**Records shown**.
***

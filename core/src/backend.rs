//! Heap-inspection capability boundary.
//!
//! The engine that actually walks the heap is an opaque capability chosen
//! once at startup. The pipeline never re-queries platform state: the
//! selected backend carries the dump format and the (advisory) GC hook.

use std::path::Path;

use crate::error::InspectionError;
use crate::summary::HeapSummary;

/// Binary format produced by the active dump backend.
///
/// The two formats are mutually exclusive; which one is in play is decided
/// when the backend is constructed and never reconsidered per invocation.
#[derive(Debug, Clone, Copy, PartialEq, Eq)]
pub enum DumpFormat {
    /// Allocator-profiler heap profile.
    HeapProfile,
    /// Portable raw memory-map snapshot.
    RawSnapshot,
}

impl DumpFormat {
    /// File extension for dump files of this format.
    pub fn extension(self) -> &'static str {
        match self {
            DumpFormat::HeapProfile => "heap",
            DumpFormat::RawSnapshot => "memsnap",
        }
    }
}

/// Heap-inspection primitives exposed by the host runtime.
///
/// Capture may pause or materially slow the host process; callers are
/// expected to warn the operator before invoking either primitive.
pub trait HeapBackend: Send + Sync {
    /// Produce an in-memory class-histogram summary of the live heap.
    fn capture_summary(&self) -> Result<HeapSummary, InspectionError>;

    /// Write a full heap dump to `target`. The parent directory must
    /// already exist and be writable.
    fn capture_dump(&self, target: &Path, live_objects_only: bool)
    -> Result<(), InspectionError>;

    /// Advisory request for a full garbage collection before capture.
    /// The runtime is free to ignore or delay it; completion is never
    /// verified.
    fn request_gc(&self) {}

    /// The dump format this backend emits.
    fn dump_format(&self) -> DumpFormat;
}
//! Save-file path resolution.

use std::path::Path;
use std::path::PathBuf;

use chrono::Local;

/// Resolve a unique save path under `dir` for the given base name and
/// extension: `<base>-<timestamp>.<ext>`, with a numeric infix when a
/// capture in the same second already produced that name.
pub fn resolve_save_file(dir: &Path, base: &str, extension: &str) -> PathBuf {
    let timestamp = Local::now().format("%Y-%m-%d_%H.%M.%S").to_string();

    let candidate = dir.join(format!("{base}-{timestamp}.{extension}"));
    if !candidate.exists() {
        return candidate;
    }

    let mut n = 1u32;
    loop {
        let candidate = dir.join(format!("{base}-{timestamp}.{n}.{extension}"));
        if !candidate.exists() {
            return candidate;
        }
        n += 1;
    }
}
//! Versioned heap-summary payload.

use chrono::Utc;
use serde::Deserialize;
use serde::Serialize;

/// Media type tag sent with uploaded summary payloads.
pub const SUMMARY_MEDIA_TYPE: &str = "application/x-cinder-heap";

/// Envelope framing for serialized payloads.
const PAYLOAD_MAGIC: [u8; 4] = *b"CNDR";
const PAYLOAD_VERSION: u16 = 1;

/// One row of the class histogram.
#[derive(Debug, Clone, Serialize, Deserialize, PartialEq, Eq)]
pub struct ClassEntry {
    pub type_name: String,
    pub instances: u64,
    pub bytes: u64,
}

/// Class-histogram summary of the live heap at a point in time.
#[derive(Debug, Clone, Serialize, Deserialize, PartialEq, Eq)]
pub struct HeapSummary {
    pub schema_version: String,
    pub captured_at_millis: i64,
    pub entries: Vec<ClassEntry>,
    pub total_instances: u64,
    pub total_bytes: u64,
}

impl HeapSummary {
    pub const SCHEMA_VERSION: &'static str = "heap_summary@1";

    pub fn new(entries: Vec<ClassEntry>) -> Self {
        let total_instances = entries.iter().map(|e| e.instances).sum();
        let total_bytes = entries.iter().map(|e| e.bytes).sum();
        Self {
            schema_version: Self::SCHEMA_VERSION.to_string(),
            captured_at_millis: Utc::now().timestamp_millis(),
            entries,
            total_instances,
            total_bytes,
        }
    }

    /// Serialize into the versioned binary envelope the viewer accepts:
    /// 4-byte magic, big-endian payload version, JSON body. Delivery
    /// treats the result as opaque bytes.
    pub fn to_payload(&self) -> serde_json::Result<Vec<u8>> {
        let body = serde_json::to_vec(self)?;
        let mut out = Vec::with_capacity(body.len() + 6);
        out.extend_from_slice(&PAYLOAD_MAGIC);
        out.extend_from_slice(&PAYLOAD_VERSION.to_be_bytes());
        out.extend_from_slice(&body);
        Ok(out)
    }
}
//! Risk policy and fixed-fractional position sizing.

/// Money-management parameters shared by live scanning and the backtest.
#[derive(Debug, Clone, PartialEq)]
pub struct RiskConfig {
    /// Percentage of capital put at risk per trade.
    pub risk_pct: f64,
    pub min_investment: f64,
    pub min_net_profit: f64,
    /// Flat commission per round trip.
    pub commission: f64,
}

impl Default for RiskConfig {
    fn default() -> Self {
        RiskConfig {
            risk_pct: 1.0,
            min_investment: 10.0,
            min_net_profit: 2.0,
            commission: 1.0,
        }
    }
}

#[derive(Debug, Clone, Copy, PartialEq)]
pub struct PositionSize {
    pub shares: f64,
    pub value: f64,
    pub risk_budget: f64,
}

/// Size a long position so that a stop-out loses `risk_pct` of `capital`.
///
/// Returns `None` when the stop is not below the entry. Shares may be
/// fractional.
pub fn size_position(capital: f64, entry: f64, stop_loss: f64, config: &RiskConfig) -> Option<PositionSize> {
    let risk_per_share = entry - stop_loss;
    if risk_per_share <= 0.0 {
        return None;
    }
    let risk_budget = capital * (config.risk_pct / 100.0);
    let shares = risk_budget / risk_per_share;
    Some(PositionSize {
        shares,
        value: entry * shares,
        risk_budget,
    })
}

/// (target - entry) * shares - commission
pub fn estimated_net_profit(entry: f64, take_profit: f64, shares: f64, config: &RiskConfig) -> f64 {
    (take_profit - entry) * shares - config.commission
}

/// (entry - stop) * shares + commission
pub fn estimated_loss(entry: f64, stop_loss: f64, shares: f64, config: &RiskConfig) -> f64 {
    (entry - stop_loss) * shares + config.commission
}
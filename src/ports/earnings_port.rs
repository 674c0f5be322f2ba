//! Earnings calendar port.

use chrono::NaiveDate;

pub trait EarningsPort {
    /// True when `ticker` reports earnings within the next `window_days`
    /// days counted from `as_of` (inclusive of `as_of` itself).
    fn is_near_earnings(&self, ticker: &str, as_of: NaiveDate, window_days: i64) -> bool;
}

/// Oracle for runs without an earnings calendar.
#[derive(Debug, Clone, Copy, Default)]
pub struct NoEarnings;

impl EarningsPort for NoEarnings {
    fn is_near_earnings(&self, _ticker: &str, _as_of: NaiveDate, _window_days: i64) -> bool {
        false
    }
}
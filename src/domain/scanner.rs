//! Live scan: evaluate the latest bar of every candidate asset and notify the
//! signals whose sector ETF is trending up.

use log::{info, warn};

use crate::domain::indicator;
use crate::domain::signal::{self, StrategyConfig};
use crate::domain::universe::Asset;
use crate::ports::data_port::DataPort;
use crate::ports::earnings_port::EarningsPort;
use crate::ports::notify_port::NotifyPort;

#[derive(Debug, Clone, Default, PartialEq, Eq)]
pub struct ScanReport {
    /// Assets whose latest bar reached the evaluator.
    pub evaluated: usize,
    /// Ineligible assets and assets without usable history.
    pub skipped: usize,
    pub signals: usize,
    pub sent: usize,
    pub blocked_by_sector: usize,
    pub failed_deliveries: usize,
    /// Tickers of delivered signals, in scan order.
    pub delivered: Vec<String>,
}

pub fn scan(
    assets: &[Asset],
    data: &dyn DataPort,
    earnings: &dyn EarningsPort,
    notifier: &dyn NotifyPort,
    strategy: &StrategyConfig,
    capital: f64,
) -> ScanReport {
    let mut report = ScanReport::default();

    for asset in assets {
        let Some(etf) = asset.sector_etf.as_deref().filter(|_| asset.is_signal_candidate()) else {
            report.skipped += 1;
            continue;
        };
        let ticker = asset.ticker.as_str();

        let raw = match data.fetch_history(ticker, None) {
            Ok(bars) if !bars.is_empty() => bars,
            Ok(_) => {
                warn!("[{}] no price data", ticker);
                report.skipped += 1;
                continue;
            }
            Err(e) => {
                warn!("[{}] {}", ticker, e);
                report.skipped += 1;
                continue;
            }
        };
        let bars = indicator::prepare(&raw);
        if bars.is_empty() {
            warn!("[{}] not enough history for indicators", ticker);
            report.skipped += 1;
            continue;
        }

        report.evaluated += 1;
        let Ok(signal) = signal::evaluate(&bars, ticker, capital, strategy, earnings) else {
            continue;
        };
        report.signals += 1;

        let sector_bars = match data.fetch_history(etf, None) {
            Ok(raw) => indicator::prepare(&raw),
            Err(e) => {
                warn!("[{}] sector ETF {} unavailable: {}", ticker, etf, e);
                Vec::new()
            }
        };
        if sector_bars.is_empty() {
            warn!("[{}] skipping signal, no usable data for sector ETF {}", ticker, etf);
            continue;
        }
        if !signal::is_uptrend(&sector_bars) {
            info!("[{}] sector {} not in uptrend, signal not sent", ticker, etf);
            report.blocked_by_sector += 1;
            continue;
        }

        match notifier.send(&signal) {
            Ok(status) => {
                info!("[{}] signal sent (status {})", ticker, status);
                report.sent += 1;
                report.delivered.push(signal.ticker.clone());
            }
            Err(e) => {
                warn!("[{}] delivery failed: {}", ticker, e);
                report.failed_deliveries += 1;
            }
        }
    }

    report
}
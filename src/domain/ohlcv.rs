//! Daily price bar representation.

use chrono::NaiveDate;

#[derive(Debug, Clone, PartialEq)]
pub struct PriceBar {
    pub date: NaiveDate,
    pub open: f64,
    pub high: f64,
    pub low: f64,
    pub close: f64,
    pub volume: f64,
}

impl PriceBar {
    /// max(high - low, |high - prev_close|, |low - prev_close|)
    pub fn true_range(&self, prev_close: f64) -> f64 {
        let hl = self.high - self.low;
        let hc = (self.high - prev_close).abs();
        let lc = (self.low - prev_close).abs();
        hl.max(hc).max(lc)
    }
}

***

**What you should do**. Beginning with the line above that contains "Shares may be", copy each line exactly up to and including the line that contains "let risk_per_share = entry - stop_loss;", and go no further.

**Response box**.
/// Returns `None` when the stop is not below the entry. Shares may be
/// fractional.
pub fn size_position(capital: f64, entry: f64, stop_loss: f64, config: &RiskConfig) -> Option<PositionSize> {
    let risk_per_share = entry - stop_loss;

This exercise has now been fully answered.